Ovid Technologies (Wolters Kluwer Health)
Title: Decongestion (instead of ultrafiltration?)
Description:
Purpose of review
To summarize the contemporary evidence on decongestion strategies in patients with acute heart failure (AHF).
Recent findings
While loop diuretic therapy has remained the backbone of decongestive treatment in AHF, multiple randomized clinical trials suggest that early combination with other diuretic classes or molecules with diuretic properties should be considered.
Mineralocorticoid receptor antagonists and sodium–glucose co-transporter-2 inhibitors are disease-modifying drugs in heart failure that favourably influence prognosis early on, advocating their start as soon as possible in the absence of any compelling contraindications.
Short-term upfront use of acetazolamide in adjunction to intravenous loop diuretic therapy relieves congestion faster, avoids diuretic resistance, and may shorten hospitalization length.
Thiazide-like diuretics remain a good option to break diuretic resistance.
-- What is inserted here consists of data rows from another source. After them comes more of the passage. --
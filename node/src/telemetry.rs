// Copyright (c) 2025 Varshith Gudur. Licensed under AGPLv3.
use metrics_exporter_prometheus::{PrometheusBuilder, PrometheusHandle};
use std::sync::OnceLock;
use tracing_subscriber::{layer::SubscriberExt, util::SubscriberInitExt};

static PROM_HANDLE: OnceLock<PrometheusHandle> = OnceLock::new();

pub const DEFAULT_FILTER: &str = "vaultline_node=info,tower_http=info";

/// Initialize logs only. Safe to call more than once.
pub fn init_logging(default_filter: &str) {
    let filter = tracing_subscriber::EnvFilter::try_from_default_env()
        .unwrap_or_else(|_| tracing_subscriber::EnvFilter::new(default_filter));
    let _ = tracing_subscriber::registry()
        .with(filter)
        .with(tracing_subscriber::fmt::layer())
        .try_init();
}

/// Initialize telemetry (logs + metrics)
pub fn init_telemetry() {
    // 1. Logs
    init_logging(DEFAULT_FILTER);

    // 2. Metrics (Prometheus)
    if PROM_HANDLE.get().is_some() {
        tracing::warn!("Telemetry already initialized");
        return;
    }
    match PrometheusBuilder::new().install_recorder() {
        Ok(handle) => {
            let _ = PROM_HANDLE.set(handle);
        }
        Err(e) => {
            tracing::warn!(error = %e, "Prometheus recorder not installed");
            return;
        }
    }

    metrics::describe_counter!("vaultline_backups_total", "Artifacts written, per codec");
    metrics::describe_counter!("vaultline_backup_errors_total", "Failed (file, codec) backups");
    metrics::describe_counter!("vaultline_restores_total", "Artifacts restored and verified");
    metrics::describe_counter!(
        "vaultline_integrity_mismatch_total",
        "Restored artifacts whose hash did not match the original"
    );
    metrics::describe_histogram!("vaultline_encode_duration_ms", "Encode phase duration per artifact");

    // Ensure at least one metric exists on startup
    metrics::gauge!("vaultline_node_up", 1.0);
}

/// Get the Prometheus handle to render metrics
pub fn get_metrics() -> String {
    if let Some(handle) = PROM_HANDLE.get() {
        handle.render()
    } else {
        "# metrics not initialized".to_string()
    }
}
Currently, ultrafiltration in AHF remains mainly reserved for patient with an inadequate response to pharmacological treatment.
Summary
In most patients with AHF, decongestion can be achieved effectively and safely through combination diuretic therapies.
Appropriate diuretic therapy may shorten hospitalization length and improve quality of life, but has not yet proven to reduce death or heart failure readmissions.
Ultrafiltration currently has a limited role in AHF, mainly as bail-out strategy, but evidence for a more upfront use remains inconclusive.